Georgist ideas were seen as radical for the following reason. If one assumes that one's legitimate income both belongs to one and is due to one's own productivity, then the intensive taxation of unimproved land conflicts with the dominant ideology of property. Although that ideology stresses productivity, it is amenable to the ipso facto identification of income with productivity. Henry George was in most if not all other major respects conservative, advancing his single tax as a means of reinforcing incentives to productivity and limiting income to productivity. This fact clashed with and was overwhelmed by the identification of income as due to productivity, period.
This identification of income as productivity-even though cleverness in acquiring land that in time appreciated in value faster than other land is not productivity-was reinforced by a number of other ideological and self-interested beliefs.
First, given the belief that one's income and property value was due to one's productivity, and that one's property was one's own to do with as one would, owners preferred to pass it on through unimpeded inheritance, and any taxation related to land value and inheritance value was deemed an intrusion upon their property rights. The single tax was, to this mentality, socialism, and constituted the nationalization of a form of private property. Property was thus a matter of selective perception.
Second, land-value taxation conflicts with two groups whose immediate interests are at stake: the owners of large amounts of land and the real estate and development interests, all of whom would gain from unimpeded private capitalization of socially generated land rent.

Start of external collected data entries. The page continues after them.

use std::sync::Arc;
use std::time::Duration;

use ash::vk;

use kestrel_rhi::backend::{
    constants, CommandPool, Device, Fence, Image, Queue, RhiError, Semaphore, Surface, Swapchain,
};

/// One in-flight frame: which submission slot it uses, which swapchain
/// image it renders into, and the slot's synchronization handles.
pub struct Frame {
    pub current_frame: u32,
    pub image_index: u32,
    pub image_available: vk::Semaphore,
    pub render_finished: vk::Semaphore,
}

/// Owns the swapchain and the N-buffered acquire/present machinery:
/// per-slot in-flight fences and acquire/finish semaphores.
pub struct RenderSurface {
    #[allow(dead_code)]
    surface: Arc<Surface>,
    swapchain: Swapchain,

    image_availables: Vec<Semaphore>,
    render_finisheds: Vec<Semaphore>,
    in_flight_fences: Vec<Fence>,

    current_frame: usize,
}

impl RenderSurface {
    pub fn create(
        device: &Arc<Device>,
        queue: &Queue,
        command_pool: &CommandPool,
        surface: Arc<Surface>,
        extent: [u32; 2],
        enable_vsync: bool,
    ) -> anyhow::Result<Self> {
        let swapchain = Swapchain::builder()
            .extent(extent)
            .enable_vsync(enable_vsync)
            .build(device, &surface)?;

        let buffering_count = buffering_count_for(swapchain.images().len());

        let mut image_availables = Vec::with_capacity(buffering_count);
        let mut render_finisheds = Vec::with_capacity(buffering_count);
        let mut in_flight_fences = Vec::with_capacity(buffering_count);
        for _ in 0..buffering_count {
            image_availables.push(Semaphore::create(device)?);
            render_finisheds.push(Semaphore::create(device)?);
            in_flight_fences.push(Fence::create_signaled(device)?);
        }

        // swapchain images are presentable from frame zero on
        let transition_cmb = command_pool.create_command_buffer(vk::CommandBufferLevel::PRIMARY)?;
        let transition_fence = Fence::create(device)?;

        transition_cmb.begin(true)?;
        for image in swapchain.images() {
            transition_cmb.transition_image_layout(
                image,
                vk::ImageLayout::UNDEFINED,
                vk::ImageLayout::PRESENT_SRC_KHR,
            );
        }
        transition_cmb.end()?;
        transition_cmb.submit(queue, &[], &[], Some(&transition_fence))?;
        transition_fence.wait(None)?;

        Ok(Self {
            surface,
            swapchain,
            image_availables,
            render_finisheds,
            in_flight_fences,
            current_frame: 0,
        })
    }

    pub fn buffering_count(&self) -> usize {
        self.in_flight_fences.len()
    }

    pub fn extent(&self) -> vk::Extent2D {
        self.swapchain.extent
    }

    pub fn images(&self) -> &[Image] {
        self.swapchain.images()
    }

    pub fn in_flight_fence(&self, slot: u32) -> &Fence {
        &self.in_flight_fences[slot as usize]
    }

    /// Wait for the slot's previous submission, then acquire the next
    /// swapchain image. An out-of-date swapchain or an acquire timeout is
    /// surfaced as a recoverable error.
    ///
    /// The fence reset happens after a successful acquire: a reset fence
    /// with no submission to re-signal it would deadlock the slot's next
    /// wait when the frame is skipped.
    pub fn begin_frame(&mut self) -> anyhow::Result<Frame, RhiError> {
        let slot = self.current_frame;

        let in_flight = &self.in_flight_fences[slot];
        in_flight.wait(None)?;

        let (image_index, _suboptimal) = self.swapchain.acquire_next_image(
            Duration::from_nanos(constants::ACQUIRE_IMAGE_TIMEOUT_NS),
            &self.image_availables[slot],
        )?;

        in_flight.reset()?;

        Ok(Frame {
            current_frame: slot as u32,
            image_index,
            image_available: self.image_availables[slot].raw,
            render_finished: self.render_finisheds[slot].raw,
        })
    }

    /// Queue the presentation of the frame's image and advance to the
    /// next submission slot.
    pub fn present_frame(&mut self, queue: &Queue, frame: Frame) -> anyhow::Result<(), RhiError> {
        queue.present(
            &self.swapchain,
            std::slice::from_ref(&frame.render_finished),
            frame.image_index,
        )?;

        self.current_frame = next_frame_index(self.current_frame, self.buffering_count());
        Ok(())
    }
}

fn buffering_count_for(image_count: usize) -> usize {
    image_count.min(constants::MAX_FRAMES_IN_FLIGHT)
}

fn next_frame_index(current: usize, buffering_count: usize) -> usize {
    (current + 1) % buffering_count
}

#[cfg(test)]
mod tests {
    use super::*;

    #[test]
    fn buffering_count_is_capped() {
        assert_eq!(buffering_count_for(2), 2);
        assert_eq!(buffering_count_for(3), 3);
        assert_eq!(buffering_count_for(5), 3);
    }

    #[test]
    fn frame_index_cycles_through_slots() {
        let mut current = 0;
        let mut sequence = Vec::new();
        for _ in 0..10 {
            sequence.push(current);
            current = next_frame_index(current, 3);
        }

        assert_eq!(sequence, vec![0, 1, 2, 0, 1, 2, 0, 1, 2, 0]);
    }
}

Third, speculation has had, in a continuation of Puritan beliefs and values, a negative reputation. But given the identification of income with productivity (and attendant rationalizations), a felt attack on land value as an object of speculation was seen to be not only bad in and of itself but also a threat to other values of a speculative sort, such as equity securities. Some economists went out of their way to endorse the "economic function" of speculation.